En un país y en una cultura de bajo desarrollo institucional y, en lo que nos toca más particularmente, de débiles tradiciones académicas, tal vez para muchos la condición de emérito haya sido advertida solo por el acontecimiento de un Papa emérito, al renunciar Benedicto XVI al papado en 2013 o por otorgarse esa condición a Juan Carlos I de España cuando abdicó en favor de su hijo en 2014.

Del latín ex, «por», y meritus, «mérito»; «por mérito» o «debido al mérito», el otorgamiento de la condición de emérito es una tradición académica, heredada de instituciones históricamente precedentes, que se confiere después de haberse retirado a quienes han servido superlativamente a la universidad que les otorga ese estatus.

Es ya una cita sabida la de Bertolt Brecht, el excelso dramaturgo y poeta alemán, de que «Hay hombres que luchan un día y son buenos. Hay otros que luchan un año y son mejores. Hay quienes luchan muchos años, y son muy buenos. Pero los hay que luchan toda la vida: esos son los imprescindibles». El estatus de emérito se confiere no por un éxito fugaz y momentáneo, por un desempeño circunscrito y episódico. Es un reconocimiento a toda una carrera y corresponde a quienes, por la profundidad de la constancia de su entrega y por la relevancia y permanencia de sus legados, se nos hicieron tan imprescindibles que nos costó aceptar su merecido retiro.

Aquí me llega, entonces, esta estrofa del Himno del INTEC:

«El trabajo es esfuerzo y es constancia de la abeja aprendemos su tesón y matices fijados en sus alas abren surcos de vida, fe y amor».

Esta solemne tarde reconocemos por sus méritos resultantes de toda una prolongada carrera a doña Carmen Leticia Mendoza Gómez y a don José Raymundo Apolinar Jiménez Hernández, quienes por tanto tiempo nos dieron tanto que los concebimos como imprescindibles.  Por toda una carrera fructífera en méritos, el honorable Consejo Académico, al ratificar la postulación del Comité Académico del Área de Ciencias Básicas y Ambientales, en el caso de doña Leticia, y la del Área de Ciencias de la Salud, en el caso de don Raymundo, les confiere gozoso el estatus de eméritos.

Podría decir que, como costó tanto resignarnos a no tenerles ya en la intensa cotidianeidad inteciana, nos resarcimos de esta manera tras su retiro para, como dijera el Rector Rolando Guzmán cuando se hizo lo mismo con el Rector Miguel Escala, reconocer públicamente la trascendencia del vínculo emocional de la universidad con ustedes, intecianos de ayer, de hoy y de siempre. 

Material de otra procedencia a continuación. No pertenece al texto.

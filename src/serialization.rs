use crate::tree::{Element, ElementKind};
use serde::Serialize;
use std::collections::BTreeMap;

/// Serializable view of a tree.
#[derive(Debug, Clone, PartialEq, Serialize)]
#[serde(untagged)]
pub enum Value {
    String(String),
    Array(Vec<String>),
    Object(BTreeMap<String, Value>),
}

pub(crate) fn to_value(element: &Element) -> Value {
    match element.kind() {
        ElementKind::Array => match element.values() {
            [single] => Value::String(single.clone()),
            values => Value::Array(values.to_vec()),
        },
        ElementKind::Container => {
            let mut map = BTreeMap::new();
            for child in element.children() {
                if let Some(name) = child.name() {
                    // Lookups only ever reach the first of several equal names.
                    map.entry(name.to_string())
                        .or_insert_with(|| to_value(child));
                }
            }
            Value::Object(map)
        }
    }
}
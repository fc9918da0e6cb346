use std::collections::VecDeque;
use std::sync::{Arc, Mutex};

use w3c_validator::{Invocation, ProcessOutput, ProcessRunner};

/// Mock process runner for exercising the validator without a JVM
#[derive(Clone, Default)]
pub struct MockProcessRunner {
    responses: Arc<Mutex<VecDeque<MockProcessResponse>>>,
    invocation_log: Arc<Mutex<Vec<Invocation>>>,
}

#[derive(Clone, Debug)]
pub enum MockProcessResponse {
    Exited(ProcessOutput),
    SpawnFailed(std::io::ErrorKind),
}

impl MockProcessRunner {
    pub fn new() -> Self {
        Self::default()
    }

    pub fn add_response(&self, response: MockProcessResponse) {
        self.responses.lock().unwrap().push_back(response);
    }

    pub fn add_success(&self, stdout: &str) {
        self.add_response(MockProcessResponse::Exited(ProcessOutput {
            code: Some(0),
            stdout: stdout.to_string(),
            stderr: String::new(),
        }));
    }

    pub fn add_failure(&self, code: i32, stderr: &str) {
        self.add_response(MockProcessResponse::Exited(ProcessOutput {
            code: Some(code),
            stdout: String::new(),
            stderr: stderr.to_string(),
        }));
    }

    pub fn add_spawn_failure(&self) {
        self.add_response(MockProcessResponse::SpawnFailed(
            std::io::ErrorKind::NotFound,
        ));
    }

    pub fn get_invocation_log(&self) -> Vec<Invocation> {
        self.invocation_log.lock().unwrap().clone()
    }
}

impl ProcessRunner for MockProcessRunner {
    async fn run(&self, invocation: &Invocation) -> std::io::Result<ProcessOutput> {
        self.invocation_log.lock().unwrap().push(invocation.clone());

        let response = self
            .responses
            .lock()
            .unwrap()
            .pop_front()
            .expect("MockProcessRunner has no queued response");

        match response {
            MockProcessResponse::Exited(output) => Ok(output),
            MockProcessResponse::SpawnFailed(kind) => {
                Err(std::io::Error::new(kind, "mock spawn failure"))
            }
        }
    }
}
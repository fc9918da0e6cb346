//! HTML rendering of validator output
//!
//! The validator is run with `--format json` when an HTML report is wanted;
//! its JSON is turned into a standalone page here.

use serde::{Deserialize, Serialize};
use tera::{Context, Tera};

const TEMPLATE_NAME: &str = "report.html";

const TEMPLATE: &str = r#"<!DOCTYPE html>
<html lang="en">
<head>
<meta charset="utf-8">
<title>{{ title }}</title>
<style>
body { font-family: sans-serif; margin: 2em; color: #222; }
h1 { font-size: 1.5em; }
.summary span { margin-right: 1.5em; font-weight: bold; }
.error { color: #b00020; }
.warning { color: #a66300; }
.info { color: #0b5394; }
section { margin-top: 2em; }
ol { padding-left: 1.5em; }
li { margin-bottom: 1em; }
.location { color: #666; font-size: 0.9em; }
pre, code { background: #f5f5f5; padding: 0.2em 0.4em; white-space: pre-wrap; }
</style>
</head>
<body>
<h1>{{ title }}</h1>
<p class="location">Generated {{ generated_at }}</p>
{% if verbatim %}
<pre>{{ raw }}</pre>
{% else %}
<p class="summary">
<span class="error">Errors: {{ errors }}</span>
<span class="warning">Warnings: {{ warnings }}</span>
<span class="info">Info: {{ infos }}</span>
</p>
{% for document in documents %}
<section>
<h2>{{ document.url }}</h2>
<ol>
{% for message in document.messages %}
<li class="{{ message.severity }}">
<strong>{{ message.severity }}</strong>: {{ message.message }}
{% if message.location %}<div class="location">{{ message.location }}</div>{% endif %}
{% if message.extract %}<pre>{{ message.extract }}</pre>{% endif %}
</li>
{% endfor %}
</ol>
</section>
{% endfor %}
{% endif %}
</body>
</html>
"#;

/// One message from the validator's JSON output
#[derive(Debug, Clone, Deserialize)]
#[serde(rename_all = "camelCase")]
pub struct VnuMessage {
    #[serde(rename = "type")]
    pub kind: String,
    pub sub_type: Option<String>,
    pub url: Option<String>,
    pub first_line: Option<u64>,
    pub last_line: Option<u64>,
    pub first_column: Option<u64>,
    pub last_column: Option<u64>,
    #[serde(default)]
    pub message: String,
    pub extract: Option<String>,
}

/// Top-level shape of `--format json` output
#[derive(Debug, Clone, Deserialize)]
pub struct VnuReport {
    #[serde(default)]
    pub messages: Vec<VnuMessage>,
}

/// How a message is counted and styled
#[derive(Debug, Clone, Copy, PartialEq, Eq, Serialize)]
#[serde(rename_all = "lowercase")]
pub enum Severity {
    Error,
    Warning,
    Info,
}

impl VnuMessage {
    pub fn severity(&self) -> Severity {
        match (self.kind.as_str(), self.sub_type.as_deref()) {
            ("error" | "non-document-error", _) => Severity::Error,
            ("info", Some("warning")) => Severity::Warning,
            _ => Severity::Info,
        }
    }

    /// `line 3, column 5` style position, if the validator reported one
    fn location(&self) -> Option<String> {
        let line = self.last_line.or(self.first_line)?;
        let mut location = format!("line {}", line);
        if let Some(column) = self.first_column.or(self.last_column) {
            location.push_str(&format!(", column {}", column));
        }
        Some(location)
    }
}

#[derive(Debug, Serialize)]
struct MessageView<'a> {
    severity: Severity,
    message: &'a str,
    location: Option<String>,
    extract: Option<&'a str>,
}

#[derive(Debug, Serialize)]
struct DocumentView<'a> {
    url: &'a str,
    messages: Vec<MessageView<'a>>,
}

/// Group messages by document, keeping first-seen order
fn group_by_document(messages: &[VnuMessage]) -> Vec<DocumentView<'_>> {
    let mut documents: Vec<DocumentView<'_>> = Vec::new();

    for message in messages {
        let url = message.url.as_deref().unwrap_or("(no document)");
        let view = MessageView {
            severity: message.severity(),
            message: &message.message,
            location: message.location(),
            extract: message.extract.as_deref(),
        };

        match documents.iter_mut().find(|d| d.url == url) {
            Some(document) => document.messages.push(view),
            None => documents.push(DocumentView {
                url,
                messages: vec![view],
            }),
        }
    }

    documents
}

/// Render validator output as an HTML report.
///
/// Output that is not validator JSON is shown verbatim (escaped) instead.
pub fn render_html(raw: &str) -> String {
    let mut context = Context::new();
    context.insert("title", "HTML validation report");
    context.insert(
        "generated_at",
        &chrono::Local::now().format("%Y-%m-%d %H:%M:%S").to_string(),
    );

    match serde_json::from_str::<VnuReport>(raw) {
        Ok(report) => {
            let count = |severity| {
                report
                    .messages
                    .iter()
                    .filter(|m| m.severity() == severity)
                    .count()
            };
            context.insert("errors", &count(Severity::Error));
            context.insert("warnings", &count(Severity::Warning));
            context.insert("infos", &count(Severity::Info));
            context.insert("documents", &group_by_document(&report.messages));
            context.insert("verbatim", &false);
        }
        Err(e) => {
            log::debug!("Validator output is not JSON ({}), rendering verbatim", e);
            context.insert("verbatim", &true);
            context.insert("raw", raw);
        }
    }

    let mut tera = Tera::default();
    tera.set_escape_fn(escape_html);
    let rendered = tera
        .add_raw_template(TEMPLATE_NAME, TEMPLATE)
        .and_then(|()| tera.render(TEMPLATE_NAME, &context));

    match rendered {
        Ok(html) => html,
        Err(e) => {
            log::warn!("Failed to render HTML report: {}", e);
            format!("<!DOCTYPE html>\n<pre>{}</pre>\n", escape_html(raw))
        }
    }
}

/// Escape text for HTML content and quoted attribute values. Unlike tera's
/// default, `/` is left alone so URLs stay readable.
fn escape_html(text: &str) -> String {
    html_escape::encode_quoted_attribute(text).into_owned()
}

#[cfg(test)]
mod tests {
    use super::*;

    const SAMPLE: &str = r#"{"messages":[
        {"type":"error","url":"file:/site/index.html","lastLine":12,"firstColumn":5,"lastColumn":9,
         "message":"Stray end tag <div>.","extract":"</p></div>"},
        {"type":"info","subType":"warning","url":"file:/site/index.html","lastLine":3,
         "message":"Consider adding a lang attribute."},
        {"type":"info","url":"file:/site/about.html","message":"Checking document."},
        {"type":"non-document-error","subType":"io","message":"HTTP resource not retrievable."}
    ]}"#;

    #[test]
    fn test_severity_classification() {
        let report: VnuReport = serde_json::from_str(SAMPLE).unwrap();
        let severities: Vec<_> = report.messages.iter().map(|m| m.severity()).collect();
        assert_eq!(
            severities,
            vec![
                Severity::Error,
                Severity::Warning,
                Severity::Info,
                Severity::Error
            ]
        );
    }

    #[test]
    fn test_render_counts_and_groups() {
        let html = render_html(SAMPLE);

        assert!(html.starts_with("<!DOCTYPE html>"));
        assert!(html.contains("Errors: 2"));
        assert!(html.contains("Warnings: 1"));
        assert!(html.contains("Info: 1"));
        assert!(html.contains("file:/site/index.html"));
        assert!(html.contains("file:/site/about.html"));
        assert!(html.contains("line 12, column 5"));

        let index = html.find("file:/site/index.html").unwrap();
        let about = html.find("file:/site/about.html").unwrap();
        assert!(index < about);
    }

    #[test]
    fn test_render_escapes_message_text() {
        let html = render_html(SAMPLE);
        assert!(html.contains("Stray end tag &lt;div&gt;."));
        assert!(!html.contains("<div>."));
    }

    #[test]
    fn test_render_non_json_verbatim() {
        let html = render_html("Error: Unable to access jarfile <vnu.jar>");
        assert!(html.contains("<pre>Error: Unable to access jarfile &lt;vnu.jar&gt;</pre>"));
    }

    #[test]
    fn test_render_keeps_urls_readable() {
        let html = render_html(
            r#"{"messages":[{"type":"error","url":"https://example.com/a/b.html","message":"Bad value \"x\" for 'id'."}]}"#,
        );
        assert!(html.contains("https://example.com/a/b.html"));
        assert!(!html.contains("&#x2F;"));
        assert!(html.contains("Bad value &quot;x&quot; for "));
        assert!(!html.contains("'id'"));
    }

    #[test]
    fn test_render_empty_messages() {
        let html = render_html(r#"{"messages":[]}"#);
        assert!(html.contains("Errors: 0"));
        assert!(html.contains("Warnings: 0"));
    }
}
//! Validation options and their translation into validator arguments
//!
//! [`ValidationOptions`] is what callers (the CLI, a config file, library users)
//! fill in. It is normalized exactly once into [`NormalizedOptions`], which is
//! the only type that can be serialized into command-line tokens. The `html`
//! meta-format therefore can never reach the validator.

use std::fmt;
use std::path::PathBuf;

use clap::ValueEnum;
use serde::{Deserialize, Serialize};

/// Output format requested from the validator
#[derive(Debug, Clone, Copy, PartialEq, Eq, Serialize, Deserialize, ValueEnum)]
#[serde(rename_all = "lowercase")]
pub enum OutputFormat {
    Gnu,
    Xml,
    Json,
    Text,
    /// Meta-format: JSON from the validator, rendered into an HTML report
    Html,
}

impl OutputFormat {
    /// Token passed after `--format`, or `None` for the meta-format
    pub fn wire_name(self) -> Option<&'static str> {
        match self {
            OutputFormat::Gnu => Some("gnu"),
            OutputFormat::Xml => Some("xml"),
            OutputFormat::Json => Some("json"),
            OutputFormat::Text => Some("text"),
            OutputFormat::Html => None,
        }
    }
}

impl fmt::Display for OutputFormat {
    fn fmt(&self, f: &mut fmt::Formatter<'_>) -> fmt::Result {
        f.write_str(self.wire_name().unwrap_or("html"))
    }
}

/// User-supplied validation options
///
/// Every field is optional; `None` means "not set", which is distinct from
/// `Some(false)` for `stream`.
#[derive(Debug, Clone, Default, PartialEq, Eq, Serialize, Deserialize)]
#[serde(rename_all = "camelCase", deny_unknown_fields, default)]
pub struct ValidationOptions {
    pub format: Option<OutputFormat>,
    pub asciiquotes: Option<bool>,
    pub errors_only: Option<bool>,
    pub exit_zero_always: Option<bool>,
    pub skip_non_html: Option<bool>,
    /// Force the HTML parser for `*.xhtml`/`*.xht`. Accepted but not forwarded.
    pub html: Option<bool>,
    /// Streaming parse mode; the validator streams unless this is `Some(false)`
    pub stream: Option<bool>,
    pub verbose: Option<bool>,
    /// Ask the validator for its own version
    pub version: Option<bool>,
    /// Report destination; `None` prints to the console
    pub output: Option<PathBuf>,
}

impl ValidationOptions {
    pub fn new() -> Self {
        Self::default()
    }

    pub fn with_format(mut self, format: OutputFormat) -> Self {
        self.format = Some(format);
        self
    }

    pub fn with_output(mut self, output: impl Into<PathBuf>) -> Self {
        self.output = Some(output.into());
        self
    }

    /// Expand the `html` meta-format. Never mutates `self`.
    pub fn normalize(&self) -> NormalizedOptions {
        let mut options = self.clone();
        let mut output_as_html = false;

        if options.format == Some(OutputFormat::Html) {
            output_as_html = true;
            options.verbose = Some(true);
            options.format = Some(OutputFormat::Json);
        }

        NormalizedOptions {
            options,
            output_as_html,
        }
    }

    /// Overlay `other` on top of `self`; fields set in `other` win
    pub fn merge(mut self, other: &ValidationOptions) -> Self {
        macro_rules! overlay {
            ($($field:ident),*) => {
                $(if other.$field.is_some() {
                    self.$field = other.$field.clone();
                })*
            };
        }
        overlay!(
            format,
            asciiquotes,
            errors_only,
            exit_zero_always,
            skip_non_html,
            html,
            stream,
            verbose,
            version,
            output
        );
        self
    }
}

/// Options after meta-format expansion, ready for serialization
#[derive(Debug, Clone, PartialEq, Eq)]
pub struct NormalizedOptions {
    options: ValidationOptions,
    output_as_html: bool,
}

/// Flags that take no value, in emission order
fn boolean_flags(options: &ValidationOptions) -> [(&'static str, Option<bool>); 5] {
    [
        ("errorsOnly", options.errors_only),
        ("exitZeroAlways", options.exit_zero_always),
        ("skipNonHtml", options.skip_non_html),
        ("verbose", options.verbose),
        ("version", options.version),
    ]
}

impl NormalizedOptions {
    pub fn options(&self) -> &ValidationOptions {
        &self.options
    }

    /// Whether failure output must be rendered as an HTML report
    pub fn output_as_html(&self) -> bool {
        self.output_as_html
    }

    /// Normalizing twice is the same as normalizing once
    pub fn normalize(&self) -> NormalizedOptions {
        let mut again = self.options.normalize();
        again.output_as_html |= self.output_as_html;
        again
    }

    /// Serialize into validator argument tokens
    pub fn to_args(&self) -> Vec<String> {
        let options = &self.options;
        let mut argv = Vec::new();

        if let Some(format) = options.format.and_then(OutputFormat::wire_name) {
            argv.push("--format".to_string());
            argv.push(format.to_string());
        }

        if options.asciiquotes == Some(true) {
            argv.push("--asciiquotes".to_string());
            argv.push("yes".to_string());
        }

        if options.stream == Some(false) {
            argv.push("--no-stream".to_string());
        }

        for (name, value) in boolean_flags(options) {
            if value == Some(true) {
                argv.push(format!("--{}", camel_to_dash(name)));
            }
        }

        argv
    }
}

/// `errorsOnly` -> `errors-only`
fn camel_to_dash(name: &str) -> String {
    let mut dashed = String::with_capacity(name.len() + 4);
    for c in name.chars() {
        if c.is_ascii_uppercase() {
            dashed.push('-');
            dashed.push(c.to_ascii_lowercase());
        } else {
            dashed.push(c);
        }
    }
    dashed
}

Se ha seguido así la institucionalidad característica del INTEC, la flor más delicada y apreciada en su jardín universitario, en la que un alto reconocimiento no se otorga por el capricho de un Rector o de un funcionario o, en todo caso, de un individuo, de manera unipersonal, sino siguiendo las normas  que confieren esa atribución a las instancias académicas colegiadas que van, en este caso, desde sus pares en las que fueron sus Áreas Académicas, a la principal instancia de dirección académica del Instituto. Y el haber seguido esa ruta institucional me permite decirles, doña Leticia y don Raymundo, que es toda la colmena las que hoy cierra filas en este más que justo, ineludible reconocimiento.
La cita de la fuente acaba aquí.